Un des principaux objectifs de la recherche en cancérologie est le développement d’approches innovantes ciblant les tumeurs qui échappent à la mort cellulaire programmée (MCP) induite par les drogues utilisées en clinique. Notre équipe de recherche s’intéresse à la résistance à la MCP dans l’hémopathie maligne la plus fréquente des pays occidentaux ; la leucémie lymphoïde chronique (LLC). Cette leucémie se définit par l’accumulation de lymphocytes B monoclonaux (CD20 , CD5 , et CD23 ) dans le sang périphérique, la moelle osseuse et les organes lymphoïdes secondaires conduisant à une défaillance générale progressive des systèmes hématopoïétique et immunitaire. Malgré des recherches intenses et des avancées pharmaceutiques, la LLC demeure une maladie incurable. En effet, 15 à 20% des patients sont, ou deviennent, réfractaires aux traitements chimiothérapeutiques conventionnels. La plupart de ces traitements induisent une cytotoxicité des cellules de LLC via des voies de signalisation cellulaires dépendantes des caspases avec des conséquences variables d’un patient à l’autre. En effet, puisque les lymphocytes B leucémiques présentent des altérations moléculaires les rendant résistants à la mort cellulaire dépendante des caspases, un groupe considérable de patients sont réfractaires à ces chimiothérapies. De plus, les patients avec un gène TP53 dysfonctionnel (~7%) nécessitent une thérapie agressive spécifique qui conduit souvent à des résultats négatifs.
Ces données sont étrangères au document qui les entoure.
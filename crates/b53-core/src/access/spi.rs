//! Register access over SPI
//!
//! Frames are a command byte followed by a register offset:
//!
//! - `0x61 0xff page` selects the page
//! - `0x61 reg v0 v1 ...` writes a register, value little-endian
//! - `0x60 reg` starts a read; the value then shows up in the data
//!   registers `0xf0..0xf7` once the status register (`0xfe`) reports the
//!   read acknowledge bit
//!
//! Unlike MDIO, a missing acknowledge is a hard failure.

use crate::bus::{shared, SharedBus, SpiBus};
use crate::error::{Error, Result};

use super::{RegisterAddress, RegisterIo};

const CMD_NORMAL: u8 = 0x60;
const CMD_READ: u8 = 0x00;
const CMD_WRITE: u8 = 0x01;

const REG_DATA0: u8 = 0xf0;
const REG_STATUS: u8 = 0xfe;
const REG_PAGE: u8 = 0xff;

const STATUS_RACK: u8 = 1 << 5;

/// Status polls before a read is abandoned
pub const ACK_RETRIES: u32 = 10;
/// Delay after each status poll without acknowledge
pub const ACK_DELAY_US: u32 = 1000;

/// Register access engine for SPI-attached switches
pub struct SpiAccess<B: SpiBus> {
    bus: SharedBus<B>,
}

impl<B: SpiBus> SpiAccess<B> {
    /// Take ownership of a bus
    pub fn new(bus: B) -> Self {
        Self::with_shared(shared(bus))
    }

    /// Use a bus that other clients also hold
    pub fn with_shared(bus: SharedBus<B>) -> Self {
        Self { bus }
    }

    /// The shared bus handle
    pub fn bus(&self) -> &SharedBus<B> {
        &self.bus
    }
}

fn set_page<B: SpiBus>(bus: &mut B, page: u8) -> Result<()> {
    bus.write(&[CMD_NORMAL | CMD_WRITE, REG_PAGE, page])?;
    Ok(())
}

fn read_byte<B: SpiBus>(bus: &mut B, reg: u8) -> Result<u8> {
    let mut rx = [0u8; 1];
    bus.write_then_read(&[CMD_NORMAL | CMD_READ, reg], &mut rx)?;
    Ok(rx[0])
}

/// Start a register read and wait for the acknowledge
fn prepare_read<B: SpiBus>(bus: &mut B, addr: RegisterAddress) -> Result<()> {
    read_byte(bus, addr.reg)?;

    for attempt in 0..ACK_RETRIES {
        if read_byte(bus, REG_STATUS)? & STATUS_RACK != 0 {
            if attempt > 0 {
                log::debug!("spi: {} acknowledged after {} retries", addr, attempt);
            }
            return Ok(());
        }
        bus.delay_us(ACK_DELAY_US);
    }

    log::error!("spi: read of {} not acknowledged", addr);
    Err(Error::SpiTimeout {
        page: addr.page,
        reg: addr.reg,
    })
}

impl<B: SpiBus> RegisterIo for SpiAccess<B> {
    fn read(&mut self, addr: RegisterAddress) -> Result<u64> {
        let mut bus = self.bus.lock().map_err(|_| Error::LockPoisoned)?;

        set_page(&mut *bus, addr.page)?;
        prepare_read(&mut *bus, addr)?;

        // Most significant byte first
        let mut value = 0u64;
        for i in (0..addr.width.bytes() as u8).rev() {
            value = (value << 8) | u64::from(read_byte(&mut *bus, REG_DATA0 + i)?);
        }

        log::trace!("spi: read {} = {:#x}", addr, value);
        Ok(value)
    }

    fn write(&mut self, addr: RegisterAddress, value: u64) -> Result<()> {
        let value = value & addr.width.mask();
        log::trace!("spi: write {} = {:#x}", addr, value);

        let mut bus = self.bus.lock().map_err(|_| Error::LockPoisoned)?;
        set_page(&mut *bus, addr.page)?;

        let len = addr.width.bytes();
        let mut frame = [0u8; 10];
        frame[0] = CMD_NORMAL | CMD_WRITE;
        frame[1] = addr.reg;
        frame[2..2 + len].copy_from_slice(&value.to_le_bytes()[..len]);

        bus.write(&frame[..2 + len])?;
        Ok(())
    }
}

#[cfg(test)]
mod tests {
    use super::*;
    use std::collections::VecDeque;
    use std::io;

    #[derive(Default)]
    struct ScriptedSpi {
        writes: Vec<Vec<u8>>,
        reads: Vec<Vec<u8>>,
        status: VecDeque<u8>,
        data: [u8; 8],
        delay_total: u32,
    }

    impl SpiBus for ScriptedSpi {
        fn write(&mut self, data: &[u8]) -> io::Result<()> {
            self.writes.push(data.to_vec());
            Ok(())
        }

        fn write_then_read(&mut self, write: &[u8], read: &mut [u8]) -> io::Result<()> {
            self.reads.push(write.to_vec());
            read[0] = match write[1] {
                REG_STATUS => self.status.pop_front().unwrap_or(STATUS_RACK),
                r if r >= REG_DATA0 && r < REG_DATA0 + 8 => self.data[usize::from(r - REG_DATA0)],
                _ => 0,
            };
            Ok(())
        }

        fn delay_us(&mut self, us: u32) {
            self.delay_total += us;
        }
    }

    #[test]
    fn test_read16_sequence() {
        let mut bus = ScriptedSpi::default();
        bus.data[0] = 0x25;
        bus.data[1] = 0x31;
        let mut access = SpiAccess::new(bus);

        assert_eq!(access.read16(0x02, 0x30).unwrap(), 0x3125);

        let bus = access.bus().lock().unwrap();
        assert_eq!(bus.writes, vec![vec![0x61, 0xff, 0x02]]);
        assert_eq!(
            bus.reads,
            vec![
                vec![0x60, 0x30],
                vec![0x60, 0xfe],
                vec![0x60, 0xf1],
                vec![0x60, 0xf0],
            ]
        );
    }

    #[test]
    fn test_read_retries_until_ack() {
        let mut bus = ScriptedSpi::default();
        bus.status = VecDeque::from(vec![0, 0, 0, STATUS_RACK]);
        bus.data[0] = 0x97;
        let mut access = SpiAccess::new(bus);

        assert_eq!(access.read8(0x02, 0x30).unwrap(), 0x97);
        assert_eq!(access.bus().lock().unwrap().delay_total, 3 * ACK_DELAY_US);
    }

    #[test]
    fn test_read_without_ack_fails() {
        let mut bus = ScriptedSpi::default();
        bus.status = VecDeque::from(vec![0; 20]);
        let mut access = SpiAccess::new(bus);

        let err = access.read32(0x34, 0x08).unwrap_err();
        assert!(matches!(err, Error::SpiTimeout { page: 0x34, reg: 0x08 }));

        let bus = access.bus().lock().unwrap();
        let polls = bus.reads.iter().filter(|r| r[1] == REG_STATUS).count();
        assert_eq!(polls, ACK_RETRIES as usize);
        assert_eq!(bus.delay_total, ACK_RETRIES * ACK_DELAY_US);
        // No data register was touched
        assert!(bus.reads.iter().all(|r| r[1] < REG_DATA0 || r[1] == REG_STATUS));
    }

    #[test]
    fn test_write48_frame_little_endian() {
        let mut access = SpiAccess::new(ScriptedSpi::default());

        access.write48(0x05, 0x10, 0x0011_2233_4455_6677).unwrap();

        let bus = access.bus().lock().unwrap();
        assert_eq!(
            bus.writes,
            vec![
                vec![0x61, 0xff, 0x05],
                vec![0x61, 0x10, 0x77, 0x66, 0x55, 0x44, 0x33, 0x22],
            ]
        );
    }

    #[test]
    fn test_write8_single_frame() {
        let mut access = SpiAccess::new(ScriptedSpi::default());

        access.write8(0x00, 0x0b, 0x06).unwrap();

        let bus = access.bus().lock().unwrap();
        assert_eq!(bus.writes[1], vec![0x61, 0x0b, 0x06]);
        assert!(bus.reads.is_empty());
    }
}
//! Chip family state machines
//!
//! The two families share one capability set ([`SwitchFamily`]) but encode
//! their VLAN tables differently:
//!
//! - [`FastEthernet`] (BCM5325): 6 ports, table written through the VLAN
//!   page with the entry and the index/command in separate registers
//! - [`Gigabit`] (BCM539x, BCM531xx): 9 ports, table written through the
//!   ARL access page, at chip-dependent offsets; entry 0 is reserved
//!
//! [`Family`] selects the implementation for a detected chip.
//!
//! The state machines do not keep hardware state of their own; every call
//! gets the register interface and, for `apply`, the logical
//! configuration.

mod fe;
mod ge;

pub use fe::FastEthernet;
pub use ge::Gigabit;

use crate::access::RegisterIo;
use crate::chip::{ChipFamily, ChipId};
use crate::error::{Error, Result};
use crate::link::{Duplex, PortLink, Speed};
use crate::regs::{ctrl, page, stat, vlan};
use crate::switch::SwitchState;

use ctrl::SwitchMode;

/// Operations every family provides
pub trait SwitchFamily {
    /// Bring the switch to a forwarding baseline
    ///
    /// A no-op when forwarding is already enabled.
    fn reset(&self, io: &mut dyn RegisterIo) -> Result<()>;

    /// Reconcile the hardware with `state`
    fn apply(&self, io: &mut dyn RegisterIo, state: &SwitchState) -> Result<()>;

    /// Toggle managed mode; with `vlan` set, also program the VLAN control
    /// registers to the enforced pattern (or clear them)
    fn set_managed(&self, io: &mut dyn RegisterIo, enable: bool, vlan: bool) -> Result<()>;

    /// Write one VLAN table entry
    fn program_vlan_entry(
        &self,
        io: &mut dyn RegisterIo,
        index: u16,
        members: u16,
        untag: u16,
    ) -> Result<()>;

    /// Link summary of a front port
    fn port_link(&self, io: &mut dyn RegisterIo, port: u8) -> Result<PortLink>;
}

/// Family implementation selected by chip id
#[derive(Debug, Clone, Copy, PartialEq, Eq)]
pub enum Family {
    /// BCM5325
    FastEthernet(FastEthernet),
    /// BCM539x and BCM531xx
    Gigabit(Gigabit),
}

impl Family {
    /// Implementation for `chip`
    pub const fn for_chip(chip: ChipId) -> Self {
        match chip.family() {
            ChipFamily::FastEthernet => Family::FastEthernet(FastEthernet::new(chip)),
            ChipFamily::Gigabit => Family::Gigabit(Gigabit::new(chip)),
        }
    }

    fn inner(&self) -> &dyn SwitchFamily {
        match self {
            Family::FastEthernet(fe) => fe as &dyn SwitchFamily,
            Family::Gigabit(ge) => ge as &dyn SwitchFamily,
        }
    }
}

impl SwitchFamily for Family {
    fn reset(&self, io: &mut dyn RegisterIo) -> Result<()> {
        self.inner().reset(io)
    }

    fn apply(&self, io: &mut dyn RegisterIo, state: &SwitchState) -> Result<()> {
        self.inner().apply(io, state)
    }

    fn set_managed(&self, io: &mut dyn RegisterIo, enable: bool, vlan: bool) -> Result<()> {
        self.inner().set_managed(io, enable, vlan)
    }

    fn program_vlan_entry(
        &self,
        io: &mut dyn RegisterIo,
        index: u16,
        members: u16,
        untag: u16,
    ) -> Result<()> {
        self.inner().program_vlan_entry(io, index, members, untag)
    }

    fn port_link(&self, io: &mut dyn RegisterIo, port: u8) -> Result<PortLink> {
        self.inner().port_link(io, port)
    }
}

/// Enable forwarding if it is off, then zero the port control registers
///
/// Ports `0..=chip.last_phy_port()` and the IMP port are cleared.
fn enable_forwarding(io: &mut dyn RegisterIo, chip: ChipId) -> Result<()> {
    let mode = SwitchMode::from_bits_retain(io.read8(page::CTRL, ctrl::SWITCH_MODE)?);
    if mode.contains(SwitchMode::FORWARD_EN) {
        log::debug!("{}: forwarding already enabled", chip);
        return Ok(());
    }

    let mode = mode.difference(SwitchMode::MANAGED) | SwitchMode::FORWARD_EN;
    io.write8(page::CTRL, ctrl::SWITCH_MODE, mode.bits())?;

    let mode = SwitchMode::from_bits_retain(io.read8(page::CTRL, ctrl::SWITCH_MODE)?);
    if !mode.contains(SwitchMode::FORWARD_EN) {
        log::error!("{}: failed to enable switch forwarding", chip);
        return Err(Error::ResetFailed);
    }

    for port in 0..=chip.last_phy_port() {
        io.write8(page::CTRL, ctrl::port_ctrl(port), 0)?;
    }
    io.write8(page::CTRL, ctrl::IMP_CTRL, 0)
}

/// Managed mode and VLAN control programming, shared by both families
fn set_managed(io: &mut dyn RegisterIo, enable: bool, with_vlan: bool) -> Result<()> {
    let mut mode = SwitchMode::from_bits_retain(io.read8(page::CTRL, ctrl::SWITCH_MODE)?);
    mode.set(SwitchMode::MANAGED, enable);

    if with_vlan {
        let (c0, c1, c4, c5) = if enable {
            (
                vlan::VlanCtrl0::ENFORCED.bits(),
                vlan::VlanCtrl1::ENFORCED.bits(),
                vlan::ctrl4(vlan::IngressVidCheck::Drop),
                vlan::VlanCtrl5::DROP_VTABLE_MISS.bits(),
            )
        } else {
            (0, 0, 0, 0)
        };
        io.write8(page::VLAN, vlan::CTRL0, c0)?;
        io.write8(page::VLAN, vlan::CTRL1, c1)?;
        io.write8(page::VLAN, vlan::CTRL4, c4)?;
        io.write8(page::VLAN, vlan::CTRL5, c5)?;
    }

    io.write8(page::CTRL, ctrl::SWITCH_MODE, mode.bits())
}

/// Reject ports without a PHY status
fn check_link_port(chip: ChipId, port: u8) -> Result<()> {
    let ports = chip.num_ports();
    if port >= ports {
        return Err(Error::InvalidPort { port, ports });
    }
    if port > chip.last_phy_port() {
        return Err(Error::NoPhyStatus { port });
    }
    Ok(())
}

/// Assemble a link summary from the per-port status fields
///
/// Speed and duplex are only decoded for ports whose link is up.
fn decode_link(port: u8, link: u16, speed: u8, duplex: u16) -> Result<PortLink> {
    if !stat::port_bit(link, port) {
        return Ok(PortLink {
            port,
            link: false,
            speed: Speed::Mbps10,
            duplex: Duplex::Half,
        });
    }
    let speed = match speed {
        stat::SPEED_10M => Speed::Mbps10,
        stat::SPEED_100M => Speed::Mbps100,
        stat::SPEED_1000M => Speed::Mbps1000,
        bits => return Err(Error::InvalidSpeed { port, bits }),
    };
    let duplex = if stat::port_bit(duplex, port) {
        Duplex::Full
    } else {
        Duplex::Half
    };
    Ok(PortLink {
        port,
        link: true,
        speed,
        duplex,
    })
}

/// Bounds check for a VLAN table index
fn check_vlan_index(chip: ChipId, index: u16) -> Result<()> {
    let count = chip.num_vlans();
    if index >= count {
        return Err(Error::InvalidVlanIndex { index, count });
    }
    Ok(())
}

#[cfg(test)]
mod tests {
    use super::*;
    use crate::testing::RegisterFile;

    #[test]
    fn test_for_chip() {
        assert!(matches!(
            Family::for_chip(ChipId::Bcm5325M),
            Family::FastEthernet(_)
        ));
        for chip in [ChipId::Bcm5395, ChipId::Bcm5398, ChipId::Bcm53125] {
            assert!(matches!(Family::for_chip(chip), Family::Gigabit(_)));
        }
    }

    #[test]
    fn test_reset_noop_when_forwarding() {
        let mut regs = RegisterFile::new();
        regs.preset(page::CTRL, ctrl::SWITCH_MODE, 0x03);

        Family::for_chip(ChipId::Bcm5395).reset(&mut regs).unwrap();
        assert!(regs.writes().is_empty());
    }

    #[test]
    fn test_reset_enables_forwarding() {
        let mut regs = RegisterFile::new();
        regs.preset(page::CTRL, ctrl::SWITCH_MODE, 0x01);
        regs.preset(page::CTRL, ctrl::port_ctrl(2), 0x03);

        Family::for_chip(ChipId::Bcm5325E).reset(&mut regs).unwrap();
        assert_eq!(regs.writes_to(page::CTRL, ctrl::SWITCH_MODE), vec![0x02]);
        assert_eq!(regs.value(page::CTRL, ctrl::port_ctrl(2)), 0);
        // FE clears ports 0..=4 and the IMP port
        assert_eq!(regs.writes().len(), 1 + 5 + 1);
        assert_eq!(regs.writes_to(page::CTRL, ctrl::IMP_CTRL), vec![0]);
    }

    #[test]
    fn test_reset_fails_when_forwarding_does_not_latch() {
        let mut regs = RegisterFile::new();
        regs.set_read_only(page::CTRL, ctrl::SWITCH_MODE);

        let err = Family::for_chip(ChipId::Bcm5397)
            .reset(&mut regs)
            .unwrap_err();
        assert!(matches!(err, Error::ResetFailed));
        assert!(regs.writes_to(page::CTRL, ctrl::IMP_CTRL).is_empty());
    }

    #[test]
    fn test_set_managed_programs_vlan_controls() {
        let mut regs = RegisterFile::new();
        regs.preset(page::CTRL, ctrl::SWITCH_MODE, 0x02);
        let family = Family::for_chip(ChipId::Bcm5395);

        family.set_managed(&mut regs, true, true).unwrap();
        assert_eq!(regs.value(page::CTRL, ctrl::SWITCH_MODE), 0x03);
        assert_eq!(regs.value(page::VLAN, vlan::CTRL0), 0xe0);
        assert_eq!(regs.value(page::VLAN, vlan::CTRL1), 0x0e);
        assert_eq!(regs.value(page::VLAN, vlan::CTRL4), 0x40);
        assert_eq!(regs.value(page::VLAN, vlan::CTRL5), 0x08);

        family.set_managed(&mut regs, false, true).unwrap();
        assert_eq!(regs.value(page::CTRL, ctrl::SWITCH_MODE), 0x02);
        for reg in [vlan::CTRL0, vlan::CTRL1, vlan::CTRL4, vlan::CTRL5] {
            assert_eq!(regs.value(page::VLAN, reg), 0);
        }
    }

    #[test]
    fn test_set_managed_mode_only() {
        let mut regs = RegisterFile::new();
        regs.preset(page::CTRL, ctrl::SWITCH_MODE, 0x02);

        Family::for_chip(ChipId::Bcm5325F)
            .set_managed(&mut regs, true, false)
            .unwrap();
        assert_eq!(regs.writes().len(), 1);
        assert_eq!(regs.value(page::CTRL, ctrl::SWITCH_MODE), 0x03);
    }

    #[test]
    fn test_decode_link_rejects_reserved_speed() {
        let err = decode_link(1, 0x02, 3, 0x02).unwrap_err();
        assert!(matches!(err, Error::InvalidSpeed { port: 1, bits: 3 }));
    }

    #[test]
    fn test_decode_link_down_skips_speed() {
        let link = decode_link(1, 0x01, 3, 0x02).unwrap();
        assert!(!link.link);
        assert_eq!(link.to_string(), "port:1 link:down");
    }
}
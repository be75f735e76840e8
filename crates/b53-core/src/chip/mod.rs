//! Switch chip identification
//!
//! This module describes the supported BCM53xx variants and how to tell
//! them apart from the management registers.

mod detect;
mod types;

pub use detect::*;
pub use types::*;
C’est pour ces raisons qu’il est primordial de trouver de nouvelles façons d’induire la MCP dans les cellules de LLC. Dans ce contexte, nos études sur la MCP se focalisent actuellement sur : (i) l’analyse de la biologie de la LLC; (ii) la connaissance moléculaire et l’activation des voies de mort cellulaire dites « alternatives » ou indépendantes des caspases; (iii) l’étude des conséquences de l’altération du métabolisme mitochondrial pour les cellules normales et tumorales. Plus précisément, quatre projets principaux sont menés dans notre laboratoire:

 

1.- La résistance aux traitements dans la LLC. Dans l'étude de la biologie de la LLC que réalisons depuis plusieurs années, nous nous concentrons actuellement sur :


 - L’identification et la caractérisation des anomalies chromosomiques associées aux résistances aux traitements, au mauvais pronostic ou à l’inhibition de la MCP.
- L’analyse moléculaire des LLC sélectionnées pour leur agressivité en terme d’évolution de la maladie et/ou de résistance aux traitements (ex des mutations dans le gène TP53)
- La détermination fonctionnelle de la survie cellulaire et la résistance aux traitements liées au récepteur spécifique des lymphocytes B, le BCR.

 

2.- La mort médiée par CD47 dans la leucémie lymphoïde chronique. Comme indiqué ci-dessus, la résistance aux drogues constitue une des causes principales d’échec de traitement de la LLC et un des mécanismes majeurs d’évolution et de sélection de clones de la maladie. C’est pourquoi l’introduction de molécules induisant la mort cellulaire de façon indépendante des caspases constitue une stratégie de choix pour le progrès dans le traitement de la LLC.
Les recherches que nous réalisons depuis 2002 montrent que l’engagement du récepteur CD47 dans les lymphocytes B de LLC provoque une mort indépendante des caspases qui n’est pas sous-régulée par les membres de la famille BCL-2 ou le microenvironnement lymphocytaire. Cette MCP élimine spécifiquement les cellules malignes de LLC CD5 (incluant les cellules B présentant des gènes mutés pour ATM et/ou p53), mais non les lymphocytes B résiduels CD5- ou les lymphocytes T de patients. Il s’agit alors d’un type de mort cellulaire agissant spécifiquement sur les cellules tumorales. Dans le cadre d’un consortium financé par l’ANR, l’INCa, Inserm Transfert et la Fondation Laurette Fugain, nous développons actuellement une thérapie basée sur la génération de peptides agonistes avec haute affinité par le récepteur CD47 des cellules B de LLC.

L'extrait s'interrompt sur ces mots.